Number of BUG SPLATS on car number plates plunges by 64% in 20 years
A project asking people to count squashed bugs on their car number plates suggests flying insects have declined by nearly two-thirds in less than 20 years.
The citizen science Bugs Matter survey, led by conservation charities Kent Wildlife Trust and Buglife, found a 64% decline in insect numbers splatted on vehicle number plates between 2004 and 2022 across the UK.
The situation had worsened even since last year, when the survey recorded a nearly 59% drop in numbers since 2004.
Experts said it was not clear what proportion of the five percentage point drop between 2021 and 2022 was due to long-term trends or the result of record summer temperatures.

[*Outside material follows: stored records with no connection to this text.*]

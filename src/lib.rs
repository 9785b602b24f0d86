//! fleetwatch - workload telemetry exporter.
//!
//! Continuously discovers the workloads running on a platform, subscribes
//! to their event streams, converts events into metrics and forwards them
//! to monitoring backends.
//!
//! # Architecture
//!
//! - `watcher`: discovery polling and one subscription task per workload
//! - `dispatch`: the single loop feeding events through transforms into sinks
//! - `transform`: per-event-kind conversion into metrics
//! - `sink`: statsd, Prometheus and debug backends
//! - `metrics`: metric values, naming and TTL-based series expiry
//! - `platform`: Cloud Foundry API and log cache collaborators
//! - `core`: domain types, configuration and errors
//! - `cli`: command-line interface
//!
//! # Example
//!
//! ```no_run
//! use fleetwatch_lib::core::Config;
//! use fleetwatch_lib::Application;
//!
//! #[tokio::main]
//! async fn main() -> Result<(), Box<dyn std::error::Error>> {
//!     let config = Config::default();
//!     let app = Application::new(config)?;
//!     app.run().await?;
//!     Ok(())
//! }
//! ```

#![warn(clippy::all)]
#![allow(clippy::module_name_repetitions)]
#![allow(clippy::must_use_candidate)]

pub mod application;
pub mod cli;
pub mod core;
pub mod dispatch;
pub mod events;
pub mod leader;
pub mod metrics;
pub mod platform;
pub mod sink;
pub mod transform;
pub mod watcher;

pub use crate::application::Application;
pub use crate::core::{Config, Result};
//! The dispatch loop: sole consumer of watcher output and sole driver of sinks.
//!
//! Events, lifecycle notifications and errors are handled one at a time on a
//! single task, so every sink sees a total order of calls.

use crate::core::{ExporterError, WorkloadInstance};
use crate::events::{WatchEvent, WorkloadEvent};
use crate::metrics::{Metric, MetricKind};
use crate::sink::Sink;
use crate::transform::TransformRegistry;
use tokio::sync::{mpsc, oneshot};

/// Metric-name prefix filter. Empty allows everything.
#[derive(Debug, Clone, Default)]
pub struct AllowList {
    prefixes: Vec<String>,
}

impl AllowList {
    pub fn new(prefixes: Vec<String>) -> Self {
        Self { prefixes }
    }

    pub fn allows(&self, name: &str) -> bool {
        self.prefixes.is_empty() || self.prefixes.iter().any(|prefix| name.starts_with(prefix.as_str()))
    }
}

/// Counters kept by the dispatch loop, logged when it stops.
#[derive(Debug, Clone, Copy, Default, PartialEq, Eq)]
pub struct DispatchStats {
    /// Raw events received
    pub events: u64,
    /// Events with no transform registered
    pub dropped: u64,
    /// Events whose transform failed
    pub transform_errors: u64,
    /// Metrics delivered to the sinks
    pub metrics: u64,
    /// Metrics rejected by the allow-list
    pub filtered: u64,
    /// Failed sink calls
    pub sink_errors: u64,
    pub instances_created: u64,
    pub instances_deleted: u64,
    /// Errors reported by the watchers
    pub watcher_errors: u64,
}

/// Stops a running [`DispatchLoop`]. Dropping it stops the loop as well.
pub struct ShutdownHandle(oneshot::Sender<()>);

impl ShutdownHandle {
    pub fn shutdown(self) {
        let _ = self.0.send(());
    }
}

/// Owns the transforms, the sinks and the receiving side of every queue.
pub struct DispatchLoop {
    transforms: TransformRegistry,
    sinks: Vec<Box<dyn Sink>>,
    allow_list: AllowList,
    events: mpsc::Receiver<WatchEvent>,
    errors: mpsc::UnboundedReceiver<ExporterError>,
    shutdown: oneshot::Receiver<()>,
    stats: DispatchStats,
}

impl DispatchLoop {
    pub fn new(
        transforms: TransformRegistry,
        sinks: Vec<Box<dyn Sink>>,
        allow_list: AllowList,
        events: mpsc::Receiver<WatchEvent>,
        errors: mpsc::UnboundedReceiver<ExporterError>,
    ) -> (Self, ShutdownHandle) {
        let (shutdown_tx, shutdown_rx) = oneshot::channel();
        let dispatch = Self {
            transforms,
            sinks,
            allow_list,
            events,
            errors,
            shutdown: shutdown_rx,
            stats: DispatchStats::default(),
        };
        (dispatch, ShutdownHandle(shutdown_tx))
    }

    /// Run until shutdown. Closed input queues are not a reason to stop.
    pub async fn run(mut self) -> DispatchStats {
        let mut events_open = true;
        let mut errors_open = true;
        tracing::info!("Dispatch loop started with {} sinks", self.sinks.len());

        loop {
            tokio::select! {
                biased;

                _ = &mut self.shutdown => break,
                event = self.events.recv(), if events_open => match event {
                    Some(event) => self.handle(event),
                    None => {
                        tracing::debug!("Event queue closed");
                        events_open = false;
                    }
                },
                error = self.errors.recv(), if errors_open => match error {
                    Some(error) => self.report(error),
                    None => errors_open = false,
                },
            }
        }

        let stats = self.stats;
        tracing::info!(
            "Dispatch loop stopped: {} events, {} metrics delivered, {} dropped, {} transform errors, {} filtered, {} sink errors",
            stats.events,
            stats.metrics,
            stats.dropped,
            stats.transform_errors,
            stats.filtered,
            stats.sink_errors
        );
        stats
    }

    /// Process one item from the watchers.
    pub fn handle(&mut self, event: WatchEvent) {
        match event {
            WatchEvent::Event(event) => self.process(event),
            WatchEvent::InstanceCreated(instance) => {
                self.stats.instances_created += 1;
                self.lifecycle(&instance, true);
            }
            WatchEvent::InstanceDeleted(instance) => {
                self.stats.instances_deleted += 1;
                self.lifecycle(&instance, false);
            }
        }
    }

    pub fn stats(&self) -> DispatchStats {
        self.stats
    }

    fn process(&mut self, event: WorkloadEvent) {
        self.stats.events += 1;
        let kind = event.kind();

        let Some(transform) = self.transforms.get(kind) else {
            self.stats.dropped += 1;
            return;
        };

        let metrics = match transform.transform(&event) {
            Ok(metrics) => metrics,
            Err(e) => {
                self.stats.transform_errors += 1;
                tracing::warn!(
                    "Dropping {} event for workload {}: {}",
                    kind,
                    event.workload.guid,
                    e
                );
                return;
            }
        };

        for metric in metrics {
            if !self.allow_list.allows(metric.name()) {
                self.stats.filtered += 1;
                continue;
            }
            self.deliver(&metric);
        }
    }

    fn deliver(&mut self, metric: &Metric) {
        self.stats.metrics += 1;
        for sink in &mut self.sinks {
            let result = match metric.kind() {
                MetricKind::Counter => sink.increment(metric),
                MetricKind::Gauge => sink.gauge(metric),
                MetricKind::Timing => sink.record_timing(metric),
            };
            if let Err(e) = result {
                self.stats.sink_errors += 1;
                tracing::warn!("Sink {} failed to record {}: {}", sink.name(), metric, e);
            }
        }
    }

    fn lifecycle(&mut self, instance: &WorkloadInstance, created: bool) {
        for sink in &mut self.sinks {
            let result = if created {
                sink.instance_created(instance)
            } else {
                sink.instance_deleted(instance)
            };
            if let Err(e) = result {
                self.stats.sink_errors += 1;
                tracing::warn!(
                    "Sink {} failed to handle {} of instance {}: {}",
                    sink.name(),
                    if created { "creation" } else { "deletion" },
                    instance,
                    e
                );
            }
        }
    }

    fn report(&mut self, error: ExporterError) {
        self.stats.watcher_errors += 1;
        if error.is_recoverable() {
            tracing::warn!("Watcher reported {} error: {}", error.category(), error);
        } else {
            tracing::error!("Watcher reported {} error: {}", error.category(), error);
        }
    }
}
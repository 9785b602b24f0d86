//! Monitoring backends.
//!
//! Every sink receives each metric through the method matching its kind,
//! and instance lifecycle notifications in the order the watchers emitted
//! them. All calls come from the single dispatch task.

pub mod debug;
pub mod prometheus;
pub mod statsd;

use crate::core::{Result, WorkloadInstance};
use crate::metrics::Metric;

pub use self::debug::DebugSink;
pub use self::prometheus::PrometheusSink;
pub use self::statsd::StatsdSink;

/// A downstream consumer of metrics and instance lifecycle.
///
/// Calls must not block for long: they run on the dispatch task.
pub trait Sink: Send {
    /// Short name used in logs and errors.
    fn name(&self) -> &str;

    fn gauge(&mut self, metric: &Metric) -> Result<()>;

    fn increment(&mut self, metric: &Metric) -> Result<()>;

    fn record_timing(&mut self, metric: &Metric) -> Result<()>;

    /// Called before any metric of `instance` is delivered.
    fn instance_created(&mut self, instance: &WorkloadInstance) -> Result<()>;

    /// Called after the last metric of `instance` was delivered.
    fn instance_deleted(&mut self, instance: &WorkloadInstance) -> Result<()>;
}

The now-annual survey asked members of the public to record the number of flying insects squashed on their number plate, and compared it to data from an RSPB analysis in 2004 which used the same methods.
Before making an essential journey in their vehicle, drivers cleaned their number plate, recorded the route on their mobile phone, and afterwards counted the insects squashed on it using a 'splatometer grid' supplied as part of the survey.
They then submitted a photo and count details via the Bugs Matter app and the data was converted into 'splats per mile' to make it comparable between journeys.
The data gathered from the scheme revealed ongoing declines in insect splats in England, with a 68% reduction compared to 2004, seven percentage points worse than the 61% fall in 2021.
Wales saw a 75% decrease in bug splat numbers this summer, significantly worse than 2021's 55% fall, compared to 2004 figures.
But Scotland saw something of a reversal in the trend, with a 40% decrease when compared to 2004, better than the figures for 2021 where there was a 49% fall on 2004 numbers.